Sur la demande de validation du congé,

- de dire qu'il s'agit d'une demande nouvelle en appel et comme telle irrecevable, et que sa motivation n' est fondée ni en fait ni en droit ;

- de débouter les consorts [G] de cette demande ;

- de dire que le bailleur a manqué à son obligation d'assurer une jouissance paisible et d'effectuer les grosses réparations, pour l'entretien et la conservation de l'immeuble, que cette faute a causé un trouble de jouissance certain dont l'étendue ne peut toutefois pas être définitivement fixée à ce jour ;

- de condamner par provision les consorts [G] à payer à la société MMG la somme de 100 000€ ;

- de dire que pour la période allant du 10 avril 2009 au 14 juillet 2010, et ultérieurement en raison des travaux d'étaiement, la société MMG est fondée en sa demande de réfaction du loyer ;

- de condamner en conséquence les consorts [G] à lui payer la somme de 3571, 96€ en remboursement des loyers trop perçus et ordonner la réfaction dans la limite de 45 % à compter du jugement à intervenir ;

- d'ordonner la consignation des loyers entre les mains d'un séquestre ;

- d'enjoindre aux consorts [G] sous astreinte de 100€ par jour de retard de procéder ou faire procéder aux travaux d'étaiement tels que prescrits par l'expert et le devis des Charpentiers de [Localité 3] ;

- de condamner les consorts [G] à payer à la société le Réservoir la somme de 5000€ sur le fondement de l'article 700 du code de procédure civile et aux entiers dépens et frais .

SUR CE

I -Sur la résiliation du bail pour manquements du preneur à ses obligations :

I-1- Sur le manquement du locataire au respect de la clause de destination du bail :

La société MMG fait valoir en premier lieu que les bailleurs sont irrecevables à se prévaloir de la clause résolutoire pour le motif tiré du non respect de la destination dans la mesure ou la clause résolutoire contenue dans le bail ne peut être mise en oeuvre qu' en cas de manquement du preneur à ses obligations financières de payer les loyers et charges, en second lieu que la clause résolutoire comme toute clause de cette nature, est d'interprétation stricte, que la violation invoquée n'est pas prévue par la clause résolutoire, que les activités prétendument irréguliéres existent en effet depuis la création du fonds, que les bailleurs qui connaissent depuis plus de dix ans les activités exercées dans les locaux poursuivent en réalité sous couvert d'une action fondée sur la clause résolutoire une action en contestation de la spécialisation partielle ou plénière et qui est prescrite ;

Le bail conclu entre [O] [G] et la société MMG le 26 novembre 2007 a pour destination expressément prévue dans la bail celle de restaurant, bar, café-théâtre, galerie d'exposition, organisation de spectacles et de réceptions, à l'exclusion de tous spectacles licencieux ou pornographiques.

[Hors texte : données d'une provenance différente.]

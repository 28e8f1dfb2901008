//! Narrative text for everything the player is told
//!
//! Turns engine reports into tagged log messages. The tag in brackets
//! decides how the terminal colours a line.

use super::exploration::{CaseFile, ClueFinding, Direction, RejectedCommand, RoomEntry};
use super::verdict::Verdict;
use super::GameMessage;
use crate::data::Severity;

/// Messages for a room that was just entered
pub fn room_entered(entry: &RoomEntry) -> Vec<GameMessage> {
    let mut messages = vec![GameMessage::info("ROOM", &format!("You entered: {}", entry.name))];

    match &entry.finding {
        ClueFinding::NoClue => {
            messages.push(GameMessage::info("INFO", "No clue in this room."));
        }
        ClueFinding::NoSuspect { clue } => {
            messages.push(clue_found(clue, entry.new_clue));
            messages.push(GameMessage::info(
                "INFO",
                "No suspect in the records is linked to this clue.",
            ));
        }
        ClueFinding::Attributed { clue, suspect, count } => {
            messages.push(clue_found(clue, entry.new_clue));
            messages.push(GameMessage::info(
                "SUSPECT",
                &format!("This clue points to: {} [total: {}]", suspect, count),
            ));
        }
        ClueFinding::NotRecorded { clue, suspect } => {
            messages.push(clue_found(clue, entry.new_clue));
            messages.push(GameMessage::alert(
                Severity::Medium,
                "WARN",
                &format!("This clue points to {}, but the case file has no room for another suspect.", suspect),
            ));
        }
    }

    messages
}

fn clue_found(clue: &str, new_clue: bool) -> GameMessage {
    let suffix = if new_clue { "" } else { " (already in your notes)" };
    GameMessage::info("CLUE", &format!("Clue found: \"{}\"{}", clue, suffix))
}

/// One line listing the moves on offer; exiting is always possible
pub fn exits(moves: &[(Direction, &str)]) -> GameMessage {
    let mut options: Vec<String> = moves
        .iter()
        .map(|(direction, room)| format!("({}) {} -> {}", direction.key(), direction, room))
        .collect();
    options.push("(x) exit and go to the verdict".to_string());
    GameMessage::info("EXITS", &options.join(" | "))
}

pub fn rejected(reason: &RejectedCommand) -> GameMessage {
    GameMessage::alert(Severity::Low, "ERROR", &format!("{}. Try again.", reason))
}

/// Closing summary of the clues and the suspects they point to
pub fn case_summary(case: &CaseFile) -> Vec<GameMessage> {
    let mut messages = vec![
        GameMessage::info("SYSTEM", "Exploration over. Heading to the verdict..."),
        GameMessage::info("CASE", "Collected clues (alphabetical):"),
    ];

    if case.clues.is_empty() {
        messages.push(GameMessage::info("CASE", "No clues collected."));
    } else {
        messages.extend(
            case.clues
                .iter_sorted()
                .map(|clue| GameMessage::info("CASE", &format!(" - {}", clue))),
        );
    }

    messages.push(GameMessage::info("CASE", "Clues per suspect:"));
    if case.tally.is_empty() {
        messages.push(GameMessage::info(
            "CASE",
            "No suspect identified from the collected clues.",
        ));
    } else {
        messages.extend(case.tally.iter().map(|entry| {
            GameMessage::info("CASE", &format!(" - {} : {} clue(s)", entry.suspect, entry.count))
        }));
    }

    messages
}

pub fn verdict(accused: &str, verdict: &Verdict) -> Vec<GameMessage> {
    let mut messages = Vec::new();
    if let Some(count) = verdict.count() {
        messages.push(GameMessage::info("VERDICT", &format!("Accused suspect: {}", accused)));
        messages.push(GameMessage::info(
            "VERDICT",
            &format!("Clues pointing to them: {}", count),
        ));
    }

    let (severity, tag) = match verdict {
        Verdict::Sufficient { .. } => (Severity::Info, "SUCCESS"),
        Verdict::Insufficient { .. } | Verdict::NoEvidence => (Severity::High, "FAILED"),
        Verdict::Invalid => (Severity::Low, "ERROR"),
    };
    messages.push(GameMessage::alert(severity, tag, &verdict.consequence(accused)));
    messages
}

#[cfg(test)]
mod tests {
    use super::*;
    use crate::data::RoomId;
    use crate::game::exploration::Exploration;
    use crate::data::Fixture;

    fn lines(messages: &[GameMessage]) -> Vec<String> {
        messages.iter().map(GameMessage::line).collect()
    }

    fn entrance() -> RoomId {
        Fixture::manor().build_mansion().unwrap().root()
    }

    #[test]
    fn test_attributed_entry_text() {
        let entry = RoomEntry {
            room: entrance(),
            name: "Library".to_string(),
            finding: ClueFinding::Attributed {
                clue: "Torn book".to_string(),
                suspect: "Ms Blue".to_string(),
                count: 1,
            },
            new_clue: true,
        };
        assert_eq!(
            lines(&room_entered(&entry)),
            vec![
                "[ROOM] You entered: Library",
                "[CLUE] Clue found: \"Torn book\"",
                "[SUSPECT] This clue points to: Ms Blue [total: 1]",
            ]
        );
    }

    #[test]
    fn test_not_recorded_shows_no_count() {
        let entry = RoomEntry {
            room: entrance(),
            name: "Attic".to_string(),
            finding: ClueFinding::NotRecorded {
                clue: "Cigar ash".to_string(),
                suspect: "Col Mustard".to_string(),
            },
            new_clue: false,
        };
        let messages = room_entered(&entry);
        assert_eq!(messages[2].severity, Severity::Medium);
        assert!(!messages[2].message.contains("total"));
        assert!(messages[1].message.ends_with("(already in your notes)"));
    }

    #[test]
    fn test_exit_always_offered() {
        let line = exits(&[]).line();
        assert_eq!(line, "[EXITS] (x) exit and go to the verdict");
    }

    #[test]
    fn test_empty_case_summary() {
        let fixture = Fixture::from_toml_str(
            r#"
            root = "Hall"

            [[room]]
            name = "Hall"
            "#,
        )
        .unwrap();
        let (exploration, _) = Exploration::begin(
            fixture.build_mansion().unwrap(),
            fixture.build_associations(),
            fixture.max_suspects,
        );
        let text = lines(&case_summary(&exploration.case_file()));
        assert!(text.contains(&"[CASE] No clues collected.".to_string()));
        assert!(text.contains(&"[CASE] No suspect identified from the collected clues.".to_string()));
    }

    #[test]
    fn test_invalid_verdict_text() {
        let text = lines(&verdict("", &Verdict::Invalid));
        assert_eq!(text, vec!["[ERROR] Invalid input. Nobody was accused."]);
    }
}
//! Clue to suspect association table

use serde::{Deserialize, Serialize};
use std::collections::HashMap;

/// Maps the exact text of a clue to the one suspect it implicates
#[derive(Debug, Clone, Default, PartialEq, Eq, Serialize, Deserialize)]
pub struct AssociationTable {
    entries: HashMap<String, String>,
}

impl AssociationTable {
    pub fn new() -> Self {
        Self::default()
    }

    /// Link `clue` to `suspect`, replacing any earlier suspect for the
    /// same clue. Empty clues are ignored.
    pub fn associate(&mut self, clue: &str, suspect: &str) {
        if clue.is_empty() {
            return;
        }
        self.entries.insert(clue.to_string(), suspect.to_string());
    }

    /// The suspect a clue points to. Unknown and empty clues yield `None`.
    pub fn lookup(&self, clue: &str) -> Option<&str> {
        self.entries.get(clue).map(String::as_str)
    }

    pub fn len(&self) -> usize {
        self.entries.len()
    }

    pub fn is_empty(&self) -> bool {
        self.entries.is_empty()
    }
}

impl<C: AsRef<str>, S: AsRef<str>> FromIterator<(C, S)> for AssociationTable {
    fn from_iter<I: IntoIterator<Item = (C, S)>>(iter: I) -> Self {
        let mut table = Self::new();
        for (clue, suspect) in iter {
            table.associate(clue.as_ref(), suspect.as_ref());
        }
        table
    }
}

Le bail contient par ailleurs une clause résolutoire qui prévoit qu'à défaut pour le preneur d'exécuter une seule clause et condition du bail qui sont toutes de rigueur ou de payer à son exacte échéance un seul terme de loyer , le bail sera résiliation si bon semble au bailleur 'un mois après un simple commandement de payer' contenant déclaration par le bailleur de son intention d' user ;

Le tribunal a exactement retenu que la clause résolutoire contenue dans le bail vise bien l'inexécution par le preneur d'une seule clause et condition du bail et que l'indication à la suite que le bailleur pourra se prévaloir de la clause un mois après un simple commandement de payer et partant l'omission des termes 'ou d'une mise en demeure' procèdent d'une simple erreur de rédaction qu'il convient de rectifier afin de donner à la clause résolutoire le sens voulu par les parties, leur intention telle qu'exprimée dans la première partie du libellé de la clause qui n'aurait, à défaut, aucun sens, étant de sanctionner l'inexécution de toute clause et condition du bail,

Il s'ensuit que le jugement doit être approuvé en ce qu'il a dit que la clause résolutoire contenue dans le bail permet au bailleur de solliciter la résiliation en cas de manquement du preneur à l'une quelconque de ses obligations prévues au bail et pas seulement à celle de payer les loyers et charges et que les bailleurs sont donc recevables à se prévaloir de la violation par le preneur de la cause de destination expressément prévue ;

Il doit être également confirmé en ce qu'il a dit que l'action en résiliation du bail pour manquement au respect de la clause de destination telle que poursuivie par les bailleurs ne se confond pas avec une action en contestation d'une déspécialisation du bail qui n'a été ni demandée ni mise en oeuvre et que l'action des bailleurs, soumise à la prescription biennale de l'article L 145-60 du code de commerce a été intentée le 27 juillet 2012, soit moins de deux ans après le commandement adressé le 1° juin 2012 et n'est pas prescrite;

La société MMG ne peut au surplus se prévaloir de ce que les bailleurs auraient parfaitement connu les activités déployées dans les lieux dés l'origine alors que cette connaissance, à la supposer établie notamment du fait de la présence dans le même immeuble et pendant une certaine période de l'un des indivisaires bailleurs, ne saurait valoir acceptation de la poursuite d'activités qui seraient contraires à la clause de destination ;

Le commandement adressé à la société MMG le 1 ° juin 2012 fait le reproche à la société MMG de ne pas respecter la clause de destination en utilisant les locaux pour des activités de concerts, discothèque, clubbing, soirées dansantes et bar de nuit , dont le programme figure sur le site internet de la société , de ne pas respecter la clause du bail qui lui fait obligation de ne pas troubler la tranquillité de l'ensemble immobilier de quelque manière que ce soit par son fait ou du fait des gens à son service, en raison des nuisances sonores que son activité interdite entraîne et qui est préjudiciable à la structure de l'immeuble .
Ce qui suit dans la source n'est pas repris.